What are you afraid of when it comes to writing?*

I’m afraid of my writing being useless. Brain dumps are therapeutic, but I feel the pressure to make things that have purpose. When I write, I want it to help someone. I want my words to be part of a greater whole. I don’t want them to sit silently in a long string of meaningless journal entries.

On the other side of that coin, if I write something that is intended to be shared, there is a ton of vulnerability in sharing those words. Will people get what I’m putting out there? What if I’ve been too vulnerable and transparent and the wrong person sees it and judges me for it? What if no one sees it and I’ve done all that work and poured out my heart for nothing? If I’m putting myself out there as someone who’s passionate about writing, there’s the expectation that I shouldn’t completely suck at it. If I’m projecting myself as something, there’s the pressure to be competent.

*These unfounded fears are exactly the reason I write this blog. There are thousands of ways that Resistance sneaks into our brains and makes us believe that our work is meaningless. Mind over matter, friends! Show up and do the work so the Muse can get stronger than these stupid little fears that try to trip us up and keep us from going further up and further in.

What sacrifices will you have to make in order to carve out half an hour a day for writing?

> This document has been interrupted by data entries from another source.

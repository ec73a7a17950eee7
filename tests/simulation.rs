use std::sync::mpsc;
use std::time::Duration;

use dining::{AcquirePolicy, Config, Event, Fork, ForkError, MillisRange, Phase, Table};

const SAFE: [AcquirePolicy; 3] = [
    AcquirePolicy::LastReversed,
    AcquirePolicy::Alternating,
    AcquirePolicy::Backoff,
];

// ジャーナルを受信順に再生し、フォークの排他と「食べている間は両方持っている」を確かめる
fn replay(n: usize, meals: usize, events: &[Event]) {
    let mut owner: Vec<Option<usize>> = vec![None; n];
    let mut eating = vec![false; n];
    let mut eaten = vec![0; n];
    let mut terminated = vec![false; n];

    for ev in events {
        match *ev {
            Event::Acquired { philosopher, fork } => {
                assert_eq!(owner[fork], None, "fork {fork} taken while held: {ev:?}");
                assert!(fork == philosopher || fork == (philosopher + 1) % n);
                owner[fork] = Some(philosopher);
            }
            Event::Released { philosopher, fork } => {
                assert_eq!(owner[fork], Some(philosopher), "{ev:?}");
                assert!(!eating[philosopher], "released while eating: {ev:?}");
                owner[fork] = None;
            }
            Event::StartedEating { philosopher } => {
                assert_eq!(owner[philosopher], Some(philosopher));
                assert_eq!(owner[(philosopher + 1) % n], Some(philosopher));
                assert!(!eating[philosopher]);
                eating[philosopher] = true;
                eaten[philosopher] += 1;
            }
            Event::FinishedEating { philosopher } => {
                assert!(eating[philosopher]);
                eating[philosopher] = false;
            }
            Event::Terminated { philosopher } => {
                assert!(!terminated[philosopher]);
                terminated[philosopher] = true;
            }
        }
    }

    assert_eq!(eaten, vec![meals; n]);
    assert!(terminated.iter().all(|t| *t));
    assert!(owner.iter().all(|o| o.is_none()));
}

fn run_with_journal(config: &Config) -> Vec<Event> {
    let (tx, rx) = mpsc::channel();
    let table = Table::with_journal(config, tx).unwrap();
    let running = table.start().unwrap();
    assert!(
        running.wait_timeout(Duration::from_secs(30)),
        "table with {} did not finish",
        config.policy
    );
    running.join().unwrap();
    rx.try_iter().collect()
}

#[test]
fn test_five_philosophers_one_meal() {
    let events = run_with_journal(&Config::instant(5, 1));

    let eaters: Vec<usize> = events
        .iter()
        .filter_map(|ev| match ev {
            Event::StartedEating { philosopher } => Some(*philosopher),
            _ => None,
        })
        .collect();
    assert_eq!(eaters.len(), 5);
    let mut sorted = eaters.clone();
    sorted.sort();
    assert_eq!(sorted, vec![0, 1, 2, 3, 4]);

    let terminated = events
        .iter()
        .filter(|ev| matches!(ev, Event::Terminated { .. }))
        .count();
    assert_eq!(terminated, 5);

    replay(5, 1, &events);
}

#[test]
fn test_invariants_under_contention() {
    // 食事に時間をかけて、取り合いが起きるようにする
    for policy in SAFE {
        let config = Config::instant(6, 4)
            .eat(MillisRange::new(0, 2))
            .policy(policy);
        let events = run_with_journal(&config);
        replay(6, 4, &events);
    }
}

#[test]
fn test_two_philosophers() {
    for policy in SAFE {
        let events = run_with_journal(&Config::instant(2, 5).policy(policy));
        replay(2, 5, &events);
    }
}

#[test]
fn test_zero_meals() {
    let table = Table::new(&Config::instant(3, 0)).unwrap();
    let view = table.view();
    let summary = table.run().unwrap();

    assert_eq!(summary.meals, vec![0, 0, 0]);
    assert!(view
        .snapshot()
        .philosophers
        .iter()
        .all(|p| p.phase == Phase::Terminated));
}

#[test]
fn test_left_first_deadlocks() {
    // 全員が左を取ったあと右を取りに行く前に少し待たせると、確実に全員が左を持った状態になる
    let config = Config::instant(5, 1)
        .policy(AcquirePolicy::LeftFirst)
        .grab_pause(Duration::from_millis(300));
    let running = Table::new(&config).unwrap().start().unwrap();

    assert!(!running.wait_timeout(Duration::from_millis(1500)));

    let snapshot = running.snapshot();
    for (i, f) in snapshot.forks.iter().enumerate() {
        assert_eq!(f.owner, Some(i), "fork {i} should be held by its left user");
    }
    for p in &snapshot.philosophers {
        assert_eq!(p.phase, Phase::Requesting);
        assert_eq!(p.meals, 0);
        assert!(!p.eating);
    }

    // まだ止まったまま
    assert!(!running.wait_timeout(Duration::from_millis(200)));
    // スレッドは永久にブロックしているので join せずに捨てる
}

#[test]
fn test_last_reversed_survives_grab_pause() {
    let config = Config::instant(5, 2).grab_pause(Duration::from_millis(20));
    let events = run_with_journal(&config);
    replay(5, 2, &events);
}

#[test]
fn test_release_without_holding() {
    let fork = Fork::new(2);
    assert_eq!(fork.release(2), Err(ForkError::NotHeld { fork: 2, by: 2 }));

    fork.acquire(1);
    assert_eq!(
        fork.release(2),
        Err(ForkError::NotOwner {
            fork: 2,
            by: 2,
            owner: 1
        })
    );
    assert_eq!(fork.owner(), Some(1));
    assert!(fork.is_held());
}
use std::fmt;
use std::str::FromStr;
use std::time::Duration;

use rand::Rng;

use crate::error::ConfigError;
use crate::policy::AcquirePolicy;

/// ミリ秒単位の閉区間。ここから一様に待ち時間を選ぶ
#[derive(Debug, Clone, Copy, PartialEq, Eq)]
pub struct MillisRange {
    pub min: u64,
    pub max: u64,
}

impl MillisRange {
    pub const ZERO: MillisRange = MillisRange { min: 0, max: 0 };

    pub const fn new(min: u64, max: u64) -> Self {
        MillisRange { min, max }
    }

    pub fn sample(&self) -> Duration {
        if self.min >= self.max {
            return Duration::from_millis(self.min);
        }
        Duration::from_millis(rand::thread_rng().gen_range(self.min..=self.max))
    }

    fn check(&self, name: &'static str) -> Result<(), ConfigError> {
        if self.min > self.max {
            return Err(ConfigError::InvertedRange {
                name,
                min: self.min,
                max: self.max,
            });
        }
        Ok(())
    }
}

impl fmt::Display for MillisRange {
    fn fmt(&self, f: &mut fmt::Formatter<'_>) -> fmt::Result {
        write!(f, "{}..{}", self.min, self.max)
    }
}

// "3000..6000" または "250" (固定値)
impl FromStr for MillisRange {
    type Err = ConfigError;

    fn from_str(s: &str) -> Result<Self, Self::Err> {
        let bad = || ConfigError::BadRange(s.to_string());
        match s.split_once("..") {
            Some((min, max)) => Ok(MillisRange {
                min: min.trim().parse().map_err(|_| bad())?,
                max: max.trim().parse().map_err(|_| bad())?,
            }),
            None => {
                let v = s.trim().parse().map_err(|_| bad())?;
                Ok(MillisRange { min: v, max: v })
            }
        }
    }
}

/// シミュレーションのパラメータ
#[derive(Debug, Clone, PartialEq, Eq)]
pub struct Config {
    pub philosophers: usize,
    pub meals: usize,
    pub think: MillisRange,
    pub eat: MillisRange,
    pub policy: AcquirePolicy,
    /// 1本目と2本目のフォークを取る間に挟む待ち時間
    pub grab_pause: Duration,
    pub backoff: MillisRange,
}

impl Default for Config {
    fn default() -> Self {
        Config {
            philosophers: 5,
            meals: 7,
            think: MillisRange::new(3000, 6000),
            eat: MillisRange::new(5000, 10000),
            policy: AcquirePolicy::default(),
            grab_pause: Duration::ZERO,
            backoff: MillisRange::new(1, 10),
        }
    }
}

impl Config {
    /// 待ち時間なしで回す設定。テスト用
    pub fn instant(philosophers: usize, meals: usize) -> Self {
        Config {
            philosophers,
            meals,
            think: MillisRange::ZERO,
            eat: MillisRange::ZERO,
            backoff: MillisRange::new(0, 1),
            ..Config::default()
        }
    }

    pub fn philosophers(mut self, n: usize) -> Self {
        self.philosophers = n;
        self
    }

    pub fn meals(mut self, m: usize) -> Self {
        self.meals = m;
        self
    }

    pub fn think(mut self, r: MillisRange) -> Self {
        self.think = r;
        self
    }

    pub fn eat(mut self, r: MillisRange) -> Self {
        self.eat = r;
        self
    }

    pub fn policy(mut self, p: AcquirePolicy) -> Self {
        self.policy = p;
        self
    }

    pub fn grab_pause(mut self, d: Duration) -> Self {
        self.grab_pause = d;
        self
    }

    pub fn validate(&self) -> Result<(), ConfigError> {
        if self.philosophers < 2 {
            return Err(ConfigError::TooFewPhilosophers(self.philosophers));
        }
        self.think.check("think")?;
        self.eat.check("eat")?;
        self.backoff.check("backoff")?;
        Ok(())
    }
}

The only thing really required of me is to be more disciplined and focused. I already am in the habit of waking up at 4am to write (now I couldn’t get up later if I tried). I get up, shower, get dressed for work, make a cup of coffee, then sit at my desk. I usually have 30-45 minutes of writing time before I have to leave for work. The temptation is to fill that time with other things I need to get done. I very often fill that time with other tasks, and that’s something I need to get out of the habit of doing. Those things need to go on a to-do list for later on in the day. The chunk of time between 4:30 and 5:30 a.m. is non-negotiable writing time. It may be necessary to set aside a chunk of time after I get home from work to see that those things get checked off the list so I’m not tempted to carry them into my writing time.

 

What are you doing to encourage your creative momentum this year? In what ways are you committing to showing up every day? What do you look forward to saying you’ve accomplished by the end of 2017?